[Your assignment]: The answer is the complete listing below, written out again exactly.

[Data for processing]:
use regex::Regex;
use std::sync::OnceLock;

/// Chunk size used when the caller does not specify one.
pub const DEFAULT_CHUNK_SIZE: usize = 300;

/// How far back from a tentative cut we look for a sentence ending.
const SENTENCE_WINDOW: usize = 50;

fn sentence_end() -> &'static Regex {
    static SENTENCE_END: OnceLock<Regex> = OnceLock::new();
    SENTENCE_END.get_or_init(|| Regex::new(r"[.!?]\s").expect("Invalid regex"))
}

/// Split text into ordered chunks of at most `max_size` characters.
///
/// Text that already fits is returned as a single, untrimmed chunk. Longer
/// text is cut at the latest sentence ending (`.`, `!` or `?` followed by
/// whitespace) within the last 50 characters of each window, otherwise at the
/// last whitespace, otherwise hard at `max_size`. Every emitted chunk is
/// trimmed and non-empty, so joining chunks with single spaces reproduces the
/// text up to whitespace normalization.
///
/// Sizes count `char`s, not bytes.
pub fn chunk_text(text: &str, max_size: usize) -> Vec<String> {
    if text.is_empty() {
        return Vec::new();
    }

    let max_size = max_size.max(1);

    // Byte offset of every char boundary, with the end of the text appended.
    let offsets: Vec<usize> = text
        .char_indices()
        .map(|(i, _)| i)
        .chain(std::iter::once(text.len()))
        .collect();
    let len = offsets.len() - 1;

    if len <= max_size {
        return vec![text.to_string()];
    }

    let mut chunks = Vec::new();
    let mut cursor = 0;

    while cursor < len {
        let mut end = (cursor + max_size).min(len);
        if end < len {
            end = find_break(text, &offsets, cursor, end);
        }

        let piece = text[offsets[cursor]..offsets[end]].trim();
        if !piece.is_empty() {
            chunks.push(piece.to_string());
        }
        cursor = end;
    }

    chunks
}

/// Pick the cut position (in chars) for the window `[cursor, end)`.
///
/// Always returns a position in `(cursor, end + 1]`. The word search also
/// looks at the char at `end`, so a word ending exactly on the limit is kept
/// whole; cutting after that space still trims to at most `end - cursor` chars.
fn find_break(text: &str, offsets: &[usize], cursor: usize, end: usize) -> usize {
    let window_start = cursor.max(end.saturating_sub(SENTENCE_WINDOW));
    let window = &text[offsets[window_start]..offsets[end]];

    if let Some(found) = sentence_end().find_iter(window).last() {
        return window_start + window[..found.end()].chars().count();
    }

    let span_end = (end + 1).min(offsets.len() - 1);
    let span = &text[offsets[cursor]..offsets[span_end]];
    let last_space = span
        .chars()
        .enumerate()
        .filter(|(_, c)| c.is_whitespace())
        .map(|(i, _)| i)
        .last();

    match last_space {
        Some(i) if i > 0 => cursor + i + 1,
        _ => end,
    }
}

#[cfg(test)]
mod tests {
    use super::*;

    fn collapse(text: &str) -> String {
        text.split_whitespace().collect::<Vec<_>>().join(" ")
    }

    #[test]
    fn test_empty_text() {
        assert!(chunk_text("", 300).is_empty());
    }

    #[test]
    fn test_short_text_single_chunk() {
        assert_eq!(chunk_text("Hello world", 300), vec!["Hello world"]);
    }

    #[test]
    fn test_short_text_not_trimmed() {
        assert_eq!(chunk_text("  padded  ", 300), vec!["  padded  "]);
        assert_eq!(chunk_text("exact", 5), vec!["exact"]);
    }

    #[test]
    fn test_breaks_at_sentence_end() {
        let chunks = chunk_text("One two three. Four five six seven.", 20);
        assert_eq!(chunks, vec!["One two three.", "Four five six seven."]);
    }

    #[test]
    fn test_prefers_latest_sentence_end() {
        let chunks = chunk_text("Hi. Yo. abcdefghijklmnop", 10);
        assert_eq!(chunks, vec!["Hi. Yo.", "abcdefghij", "klmnop"]);
    }

    #[test]
    fn test_breaks_at_word_boundary() {
        let chunks = chunk_text("alpha beta gamma delta epsilon", 12);
        assert_eq!(chunks, vec!["alpha beta", "gamma delta", "epsilon"]);
    }

    #[test]
    fn test_word_ending_on_limit_kept_whole() {
        assert_eq!(chunk_text("alpha beta gamma", 5), vec!["alpha", "beta", "gamma"]);
        assert_eq!(chunk_text("one two three four", 7), vec!["one two", "three", "four"]);
    }

    #[test]
    fn test_hard_cut_without_whitespace() {
        let chunks = chunk_text("abcdefghij", 4);
        assert_eq!(chunks, vec!["abcd", "efgh", "ij"]);
    }

    #[test]
    fn test_sentence_end_outside_window_ignored() {
        let text = format!("Start. {}", "word ".repeat(20));
        let chunks = chunk_text(&text, 80);
        assert!(chunks[0].starts_with("Start. word"));
        assert!(chunks[0].chars().count() <= 80);
    }

    #[test]
    fn test_multibyte_text() {
        let chunks = chunk_text("ééééé ééééé", 6);
        assert_eq!(chunks, vec!["ééééé", "ééééé"]);

        let chunks = chunk_text("日本語のテキスト", 3);
        assert_eq!(chunks, vec!["日本語", "のテキ", "スト"]);
    }

    #[test]
    fn test_zero_size_terminates() {
        assert_eq!(chunk_text("abc", 0), vec!["a", "b", "c"]);
    }

    #[test]
    fn test_whitespace_only_pieces_dropped() {
        assert!(chunk_text("      ", 2).is_empty());
    }

    #[test]
    fn test_chunks_reassemble_and_respect_size() {
        let text = "The quick brown fox jumps over the lazy dog. Pack my box with five dozen \
                    liquor jugs!  How vexingly quick daft zebras jump?\nSphinx of black quartz, \
                    judge my vow. The five boxing wizards jump quickly. "
            .repeat(6);

        for size in [20, 37, 50, 64, 100, 300] {
            let chunks = chunk_text(&text, size);
            assert!(chunks.len() > 1, "size {} should split", size);
            for chunk in &chunks {
                assert!(!chunk.is_empty());
                assert!(
                    chunk.chars().count() <= size,
                    "chunk longer than {}: {:?}",
                    size,
                    chunk
                );
            }
            assert_eq!(collapse(&chunks.join(" ")), collapse(&text));
        }
    }
}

[Completed exercise]:
use regex::Regex;
use std::sync::OnceLock;

/// Chunk size used when the caller does not specify one.
pub const DEFAULT_CHUNK_SIZE: usize = 300;

/// How far back from a tentative cut we look for a sentence ending.
const SENTENCE_WINDOW: usize = 50;

fn sentence_end() -> &'static Regex {
    static SENTENCE_END: OnceLock<Regex> = OnceLock::new();
    SENTENCE_END.get_or_init(|| Regex::new(r"[.!?]\s").expect("Invalid regex"))
}

/// Split text into ordered chunks of at most `max_size` characters.
///
/// Text that already fits is returned as a single, untrimmed chunk. Longer
/// text is cut at the latest sentence ending (`.`, `!` or `?` followed by
/// whitespace) within the last 50 characters of each window, otherwise at the
/// last whitespace, otherwise hard at `max_size`. Every emitted chunk is
/// trimmed and non-empty, so joining chunks with single spaces reproduces the
/// text up to whitespace normalization.
///
/// Sizes count `char`s, not bytes.
pub fn chunk_text(text: &str, max_size: usize) -> Vec<String> {
    if text.is_empty() {
        return Vec::new();
    }

    let max_size = max_size.max(1);

    // Byte offset of every char boundary, with the end of the text appended.
    let offsets: Vec<usize> = text
        .char_indices()
        .map(|(i, _)| i)
        .chain(std::iter::once(text.len()))
        .collect();
    let len = offsets.len() - 1;

    if len <= max_size {
        return vec![text.to_string()];
    }

    let mut chunks = Vec::new();
    let mut cursor = 0;

    while cursor < len {
        let mut end = (cursor + max_size).min(len);
        if end < len {
            end = find_break(text, &offsets, cursor, end);
        }

        let piece = text[offsets[cursor]..offsets[end]].trim();
        if !piece.is_empty() {
            chunks.push(piece.to_string());
        }
        cursor = end;
    }

    chunks
}

/// Pick the cut position (in chars) for the window `[cursor, end)`.
///
/// Always returns a position in `(cursor, end + 1]`. The word search also
/// looks at the char at `end`, so a word ending exactly on the limit is kept
/// whole; cutting after that space still trims to at most `end - cursor` chars.
fn find_break(text: &str, offsets: &[usize], cursor: usize, end: usize) -> usize {
    let window_start = cursor.max(end.saturating_sub(SENTENCE_WINDOW));
    let window = &text[offsets[window_start]..offsets[end]];

    if let Some(found) = sentence_end().find_iter(window).last() {
        return window_start + window[..found.end()].chars().count();
    }

    let span_end = (end + 1).min(offsets.len() - 1);
    let span = &text[offsets[cursor]..offsets[span_end]];
    let last_space = span
        .chars()
        .enumerate()
        .filter(|(_, c)| c.is_whitespace())
        .map(|(i, _)| i)
        .last();

    match last_space {
        Some(i) if i > 0 => cursor + i + 1,
        _ => end,
    }
}

#[cfg(test)]
mod tests {
    use super::*;

    fn collapse(text: &str) -> String {
        text.split_whitespace().collect::<Vec<_>>().join(" ")
    }

    #[test]
    fn test_empty_text() {
        assert!(chunk_text("", 300).is_empty());
    }

    #[test]
    fn test_short_text_single_chunk() {
        assert_eq!(chunk_text("Hello world", 300), vec!["Hello world"]);
    }

    #[test]
    fn test_short_text_not_trimmed() {
        assert_eq!(chunk_text("  padded  ", 300), vec!["  padded  "]);
        assert_eq!(chunk_text("exact", 5), vec!["exact"]);
    }

    #[test]
    fn test_breaks_at_sentence_end() {
        let chunks = chunk_text("One two three. Four five six seven.", 20);
        assert_eq!(chunks, vec!["One two three.", "Four five six seven."]);
    }

    #[test]
    fn test_prefers_latest_sentence_end() {
        let chunks = chunk_text("Hi. Yo. abcdefghijklmnop", 10);
        assert_eq!(chunks, vec!["Hi. Yo.", "abcdefghij", "klmnop"]);
    }

    #[test]
    fn test_breaks_at_word_boundary() {
        let chunks = chunk_text("alpha beta gamma delta epsilon", 12);
        assert_eq!(chunks, vec!["alpha beta", "gamma delta", "epsilon"]);
    }

    #[test]
    fn test_word_ending_on_limit_kept_whole() {
        assert_eq!(chunk_text("alpha beta gamma", 5), vec!["alpha", "beta", "gamma"]);
        assert_eq!(chunk_text("one two three four", 7), vec!["one two", "three", "four"]);
    }

    #[test]
    fn test_hard_cut_without_whitespace() {
        let chunks = chunk_text("abcdefghij", 4);
        assert_eq!(chunks, vec!["abcd", "efgh", "ij"]);
    }

    #[test]
    fn test_sentence_end_outside_window_ignored() {
        let text = format!("Start. {}", "word ".repeat(20));
        let chunks = chunk_text(&text, 80);
        assert!(chunks[0].starts_with("Start. word"));
        assert!(chunks[0].chars().count() <= 80);
    }

    #[test]
    fn test_multibyte_text() {
        let chunks = chunk_text("ééééé ééééé", 6);
        assert_eq!(chunks, vec!["ééééé", "ééééé"]);

        let chunks = chunk_text("日本語のテキスト", 3);
        assert_eq!(chunks, vec!["日本語", "のテキ", "スト"]);
    }

    #[test]
    fn test_zero_size_terminates() {
        assert_eq!(chunk_text("abc", 0), vec!["a", "b", "c"]);
    }

    #[test]
    fn test_whitespace_only_pieces_dropped() {
        assert!(chunk_text("      ", 2).is_empty());
    }

    #[test]
    fn test_chunks_reassemble_and_respect_size() {
        let text = "The quick brown fox jumps over the lazy dog. Pack my box with five dozen \
                    liquor jugs!  How vexingly quick daft zebras jump?\nSphinx of black quartz, \
                    judge my vow. The five boxing wizards jump quickly. "
            .repeat(6);

        for size in [20, 37, 50, 64, 100, 300] {
            let chunks = chunk_text(&text, size);
            assert!(chunks.len() > 1, "size {} should split", size);
            for chunk in &chunks {
                assert!(!chunk.is_empty());
                assert!(
                    chunk.chars().count() <= size,
                    "chunk longer than {}: {:?}",
                    size,
                    chunk
                );
            }
            assert_eq!(collapse(&chunks.join(" ")), collapse(&text));
        }
    }
}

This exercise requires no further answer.